Dunnett, kendilerine bağlı yerel şubeleri ve üyelerle de bu anlamda temasta olduklarını kaydediyor ve ticaret odası olarak enerjinin en iyi şekilde kullanımı, yüksek kaliteli yakıt tercihi ve ulaşımda araç sayısının asgari seviyelerde olması gibi birçok konuya dikkati çektiklerini anlatıyor.

Pekin başta olmak üzere büyük şehirlerde hava kirliliğinin artmasıyla ülkede özellikle beyaz yakalı birçok yabancı çalışan, "Gitmeli miyiz, kalmalı mıyız" ikilemini yaşıyor.

Kirliliğe göre planlanan hayatlar

Akıllı telefonlarda bulunan hava kirliliği göstergelerini esas alarak ev dışındaki programını belirleyen birçok yabancı, önce sosyal ağlar ve uygulamalar vasıtasıyla havada ölçülebilen zararlı partikül oranına bakıyor, günlük planını yapıyor. Bu anlamda Pekin Belediyesi ve Pekin'deki ABD Büyükelçiliği günlük düzenli olarak havada PM 2,5 oranını gösteren verileri yayımlıyor.

Pekin'deki bir yabancı, senelerdir bu kentte yaşadığını belirterek, "Tabii ki kirlilik nedeniyle yabancılar için toplu bir göç olduğu söylenemez. Ancak kirlilikle yaşamaya alışıyoruz. Hayatımızı, kirliliğin gün içindeki yoğunluğuna göre programlıyoruz" ifadelerini kullanıyor.

Şanghay'daki bir lojistik şirketinde çalışan Güney Koreli Inji Sim, kentte yaşamaya başladığından bu yana özellikle suların kirli olmasından dolayı rahatsız olduğunu dile getiriyor. "Ülkemde akşamları dışarı çıkarak kısa yürüyüşler yapardım ancak Şanghay'da hava kirliliği nedeniyle yapamıyorum" ifadesini kullanıyor.

Beş yıldan beri Şanghay'da çalışan Fransız Frederic Brun ise 2010 Şanghay Expo'su sırasında kent ve çevresindeki fabrikaların geçici olarak kapatılması nedeniyle hava kirliğinin ortadan kalktığını ancak sonrasında tekrar başladığını belirtiyor.

Toprak da kirleniyor

Çin'de çevre kirliliği sadece bir alanla sınırlanmıyor ve kirlilik konusunda tüm alanlara dikkat çekiliyor. Ülkede mart ayında açıklanan bir raporda Çin'in 72 büyük nehrinin kirlendiği ve 46 bin ton civarında aralarında çinko, bakır, kurşun ve kadmiyumun da olduğu ağır metale rastlandığı belirtiliyor.
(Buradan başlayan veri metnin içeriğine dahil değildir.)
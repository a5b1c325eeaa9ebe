use anyhow::{Context, Result, bail};
use fieldmap_cli::pipeline::{Preset, explain_pair, map_files, resolve_config, write_outcome};
use fieldmap_cli::report::{explain_table, print_outcome};
use fieldmap_engine::domain_relevance;
use fieldmap_model::{ColumnType, SourceColumn, TargetField};
use tracing::info;

use crate::cli::{ExplainArgs, MapArgs, OutputFormatArg, PresetArg};

fn preset(arg: PresetArg) -> Preset {
    match arg {
        PresetArg::Default => Preset::Default,
        PresetArg::Strict => Preset::Strict,
        PresetArg::Relaxed => Preset::Relaxed,
    }
}

pub fn run_map(args: &MapArgs) -> Result<()> {
    let config = resolve_config(preset(args.preset), args.config.as_deref())?;
    let outcome = map_files(&args.columns, &args.fields, &config)?;
    if let Some(path) = &args.output {
        write_outcome(path, &outcome)?;
    }
    match args.format {
        OutputFormatArg::Table => print_outcome(&outcome, &config.confidence),
        OutputFormatArg::Json => {
            let json =
                serde_json::to_string_pretty(&outcome).context("serialize mapping outcome")?;
            println!("{json}");
        }
    }
    info!(
        mapped = outcome.summary.mapped,
        unmapped = outcome.summary.unmapped,
        unresolved = outcome.summary.unresolved_conflicts,
        "mapping complete"
    );
    Ok(())
}

pub fn run_explain(args: &ExplainArgs) -> Result<()> {
    let column_type: ColumnType = args
        .column_type
        .parse()
        .with_context(|| format!("parse --column-type {}", args.column_type))?;
    let field_type: ColumnType = args
        .field_type
        .parse()
        .with_context(|| format!("parse --field-type {}", args.field_type))?;
    let relevance = args
        .relevance
        .unwrap_or_else(|| domain_relevance(&args.field));
    if !(0.0..=10.0).contains(&relevance) {
        bail!("--relevance must be between 0 and 10, got {relevance}");
    }
    let column = SourceColumn::new(args.column.as_str(), column_type);
    let field = TargetField::new(args.field.as_str(), field_type).with_relevance(relevance);
    let config = resolve_config(preset(args.preset), args.config.as_deref())?;
    let score = explain_pair(&column, &field, &config);
    match args.format {
        OutputFormatArg::Table => {
            println!("{} -> {}: {}", column.name, field.name, score.rationale);
            println!("{}", explain_table(&score));
        }
        OutputFormatArg::Json => {
            let json = serde_json::to_string_pretty(&score).context("serialize score")?;
            println!("{json}");
        }
    }
    Ok(())
}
Tarım ürünlerinde de birçok kimyasal ve ağır metal kirliliğinin bulunduğu belirtilirken, bunun kaynağı henüz net olarak tespit edilemiyor ancak sudaki ağır metal kirliliğinin etkili olabileceği ifade ediliyor.
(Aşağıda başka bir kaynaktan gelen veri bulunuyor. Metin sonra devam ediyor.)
//! Type-safe enumerations shared by the mapping records.
//!
//! Collaborators exchange these as kebab-case strings (`"mixed-numeric"`,
//! `"domain-synonym"`); parsing also accepts underscores and spaces.

use serde::{Deserialize, Serialize};
use std::fmt;
use std::str::FromStr;

use crate::error::ModelError;

/// Data type of a source column or target field.
///
/// Source columns use the first seven variants. Target fields may also carry
/// the numeric and date-derived variants exposed by the host data model.
#[derive(Debug, Clone, Copy, PartialEq, Eq, Hash, Default, Serialize, Deserialize)]
#[serde(rename_all = "kebab-case")]
pub enum ColumnType {
    Numeric,
    #[default]
    Text,
    /// Elapsed or clock time (`1:02.33`, `12:30`).
    Time,
    Date,
    /// Low-cardinality text.
    Categorical,
    /// Mostly numeric with stray text (`DNF`, `DQ`).
    MixedNumeric,
    /// No non-blank values were observed.
    Empty,
    Integer,
    Decimal,
    DateTime,
}

impl ColumnType {
    pub const ALL: [ColumnType; 10] = [
        ColumnType::Numeric,
        ColumnType::Text,
        ColumnType::Time,
        ColumnType::Date,
        ColumnType::Categorical,
        ColumnType::MixedNumeric,
        ColumnType::Empty,
        ColumnType::Integer,
        ColumnType::Decimal,
        ColumnType::DateTime,
    ];

    pub fn as_str(&self) -> &'static str {
        match self {
            ColumnType::Numeric => "numeric",
            ColumnType::Text => "text",
            ColumnType::Time => "time",
            ColumnType::Date => "date",
            ColumnType::Categorical => "categorical",
            ColumnType::MixedNumeric => "mixed-numeric",
            ColumnType::Empty => "empty",
            ColumnType::Integer => "integer",
            ColumnType::Decimal => "decimal",
            ColumnType::DateTime => "datetime",
        }
    }
}

impl fmt::Display for ColumnType {
    fn fmt(&self, f: &mut fmt::Formatter<'_>) -> fmt::Result {
        f.write_str(self.as_str())
    }
}

impl FromStr for ColumnType {
    type Err = ModelError;

    fn from_str(s: &str) -> Result<Self, Self::Err> {
        let normalized = normalize_tag(s);
        match normalized.as_str() {
            "numeric" | "number" => Ok(ColumnType::Numeric),
            "text" | "string" => Ok(ColumnType::Text),
            "time" | "duration" => Ok(ColumnType::Time),
            "date" => Ok(ColumnType::Date),
            "categorical" => Ok(ColumnType::Categorical),
            "mixed-numeric" => Ok(ColumnType::MixedNumeric),
            "empty" => Ok(ColumnType::Empty),
            "integer" | "int" => Ok(ColumnType::Integer),
            "decimal" | "float" => Ok(ColumnType::Decimal),
            "datetime" | "timestamp" => Ok(ColumnType::DateTime),
            _ => Err(ModelError::UnknownColumnType(s.to_string())),
        }
    }
}

/// Role a target field plays in the host data model.
#[derive(Debug, Clone, Copy, PartialEq, Eq, Hash, Default, Serialize, Deserialize)]
#[serde(rename_all = "kebab-case")]
pub enum FieldCategory {
    Dimension,
    Measure,
    #[default]
    Uncategorized,
}

impl FieldCategory {
    pub fn as_str(&self) -> &'static str {
        match self {
            FieldCategory::Dimension => "dimension",
            FieldCategory::Measure => "measure",
            FieldCategory::Uncategorized => "uncategorized",
        }
    }
}

impl fmt::Display for FieldCategory {
    fn fmt(&self, f: &mut fmt::Formatter<'_>) -> fmt::Result {
        f.write_str(self.as_str())
    }
}

impl FromStr for FieldCategory {
    type Err = ModelError;

    fn from_str(s: &str) -> Result<Self, Self::Err> {
        match normalize_tag(s).as_str() {
            "dimension" => Ok(FieldCategory::Dimension),
            "measure" => Ok(FieldCategory::Measure),
            "uncategorized" | "" => Ok(FieldCategory::Uncategorized),
            _ => Err(ModelError::UnknownCategory(s.to_string())),
        }
    }
}

/// Heuristic that produced the winning confidence of a candidate.
///
/// Declaration order follows scorer precedence: on equal confidence the
/// earlier variant is reported.
#[derive(Debug, Clone, Copy, PartialEq, Eq, Hash, Default, Serialize, Deserialize)]
#[serde(rename_all = "kebab-case")]
pub enum MatchKind {
    /// No evidence at all.
    #[default]
    None,
    Exact,
    Contains,
    DomainSynonym,
    WordBoundary,
    FuzzyEditDistance,
    Phonetic,
    CharacterFrequency,
    LengthSimilarity,
    /// Coverage assignment made without heuristic support.
    Forced,
    /// Chosen by a user in an editing session.
    Manual,
}

impl MatchKind {
    pub fn as_str(&self) -> &'static str {
        match self {
            MatchKind::None => "none",
            MatchKind::Exact => "exact",
            MatchKind::Contains => "contains",
            MatchKind::DomainSynonym => "domain-synonym",
            MatchKind::WordBoundary => "word-boundary",
            MatchKind::FuzzyEditDistance => "fuzzy-edit-distance",
            MatchKind::Phonetic => "phonetic",
            MatchKind::CharacterFrequency => "character-frequency",
            MatchKind::LengthSimilarity => "length-similarity",
            MatchKind::Forced => "forced",
            MatchKind::Manual => "manual",
        }
    }
}

impl fmt::Display for MatchKind {
    fn fmt(&self, f: &mut fmt::Formatter<'_>) -> fmt::Result {
        f.write_str(self.as_str())
    }
}

impl FromStr for MatchKind {
    type Err = ModelError;

    fn from_str(s: &str) -> Result<Self, Self::Err> {
        match normalize_tag(s).as_str() {
            "none" => Ok(MatchKind::None),
            "exact" => Ok(MatchKind::Exact),
            "contains" => Ok(MatchKind::Contains),
            "domain-synonym" => Ok(MatchKind::DomainSynonym),
            "word-boundary" => Ok(MatchKind::WordBoundary),
            "fuzzy-edit-distance" => Ok(MatchKind::FuzzyEditDistance),
            "phonetic" => Ok(MatchKind::Phonetic),
            "character-frequency" => Ok(MatchKind::CharacterFrequency),
            "length-similarity" => Ok(MatchKind::LengthSimilarity),
            "forced" => Ok(MatchKind::Forced),
            "manual" => Ok(MatchKind::Manual),
            _ => Err(ModelError::UnknownMatchKind(s.to_string())),
        }
    }
}

fn normalize_tag(raw: &str) -> String {
    raw.trim().to_lowercase().replace(['_', ' '], "-")
}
BM uzmanları toprak kirliliği ve buna bağlı gıda güvenliği sorunlarının hızlı büyüyen ülkelerde kaçınılmaz olduğunu savunuyor. Uzmanlar, Çin'in bu anlamda eşşiz olduğunu, zira dünyada gelişmiş ülkelerin aynı tecrübeyi yaşadığını ancak Çin'in farklı olarak yüksek büyüme baskısı altında olduğunu kaydediyor.